§ **Items listed in a dataset**:

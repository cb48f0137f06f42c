//! Admission gate in front of a downstream handler.

use async_trait::async_trait;
use std::net::IpAddr;
use std::sync::Arc;
use tracing::{debug, info, instrument, trace};

use super::handler::{Handler, Request, Response, STATUS_TOO_MANY_REQUESTS};
use crate::ratelimit::{build_key, KeyedLimiterRegistry, RateRule, RetryAfter, RuleSet, WhitelistScope};

/// Standard header carrying the retry delay in whole seconds.
pub const RETRY_AFTER_HEADER: &str = "Retry-After";
/// Header carrying the retry delay as a human-readable duration.
pub const RATE_LIMIT_RETRY_AFTER_HEADER: &str = "X-RateLimit-RetryAfter";

/// Outcome of an admission check.
#[derive(Debug, Clone, PartialEq, Eq)]
pub enum Admission {
    /// Every applicable rule admitted the request
    Allowed,
    /// The bucket for `key` rejected the request
    Denied { key: String, retry_after: RetryAfter },
}

impl Admission {
    pub fn is_allowed(&self) -> bool {
        matches!(self, Admission::Allowed)
    }
}

/// Checks each request against the configured rules and forwards admitted
/// requests to the next handler.
pub struct RequestGate<H> {
    registry: Arc<KeyedLimiterRegistry>,
    rules: Arc<RuleSet>,
    whitelist_scope: WhitelistScope,
    next: H,
}

impl<H> RequestGate<H> {
    /// Create a gate consulting the combined whitelist of every rule.
    pub fn new(registry: Arc<KeyedLimiterRegistry>, rules: Arc<RuleSet>, next: H) -> Self {
        Self {
            registry,
            rules,
            whitelist_scope: WhitelistScope::default(),
            next,
        }
    }

    /// Choose which whitelist exempts a client from a rule.
    pub fn with_whitelist_scope(mut self, scope: WhitelistScope) -> Self {
        self.whitelist_scope = scope;
        self
    }

    pub fn registry(&self) -> &Arc<KeyedLimiterRegistry> {
        &self.registry
    }

    /// Decide whether `request` may proceed.
    ///
    /// Every rule covering the request's method is checked, once per
    /// configured resource the path falls under. The first rejecting bucket
    /// decides; buckets checked before it keep the tokens they gave out.
    pub fn admit(&self, request: &Request) -> Admission {
        let client = request.client_ip.to_string();

        for rule in self.rules.rules() {
            if self.is_whitelisted(rule, &request.client_ip) {
                trace!(client = %client, methods = %rule.methods, "Client whitelisted");
                continue;
            }
            if !rule.covers_method(&request.method) {
                continue;
            }

            for resource in rule.matching_resources(&request.path) {
                let key = build_key(&client, &rule.methods, resource);
                if !self.registry.allow(&key, rule) {
                    let retry_after = self.registry.retry_after(&key).unwrap_or(RetryAfter::Never);
                    debug!(key = %key, retry_after = %retry_after, "Request rejected");
                    return Admission::Denied { key, retry_after };
                }
            }
        }

        Admission::Allowed
    }

    fn is_whitelisted(&self, rule: &RateRule, ip: &IpAddr) -> bool {
        match self.whitelist_scope {
            WhitelistScope::Global => self.rules.whitelist().contains(ip),
            WhitelistScope::Rule => rule.is_whitelisted(ip),
        }
    }
}

/// Build the rejection response for a denied request.
pub fn too_many_requests(retry_after: RetryAfter) -> Response {
    let response = Response::new(STATUS_TOO_MANY_REQUESTS);
    match retry_after.as_secs_ceil() {
        Some(secs) => response
            .with_header(RATE_LIMIT_RETRY_AFTER_HEADER, retry_after.to_string())
            .with_header(RETRY_AFTER_HEADER, secs.to_string()),
        None => response,
    }
}

#[async_trait]
impl<H: Handler> Handler for RequestGate<H> {
    #[instrument(
        skip(self, request),
        fields(
            client = %request.client_ip,
            method = %request.method,
            path = %request.path
        )
    )]
    async fn handle(&self, request: Request) -> Response {
        match self.admit(&request) {
            Admission::Allowed => self.next.handle(request).await,
            Admission::Denied { key, retry_after } => {
                info!(key = %key, retry_after = %retry_after, "Rate limit decision made");
                too_many_requests(retry_after)
            }
        }
    }
}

§ **Exercise goal**:
Reproduce each line of the records in which "configured" appears.

§ **Reply to the exercise**:
/// Checks each request against the configured rules and forwards admitted
    /// configured resource the path falls under. The first rejecting bucket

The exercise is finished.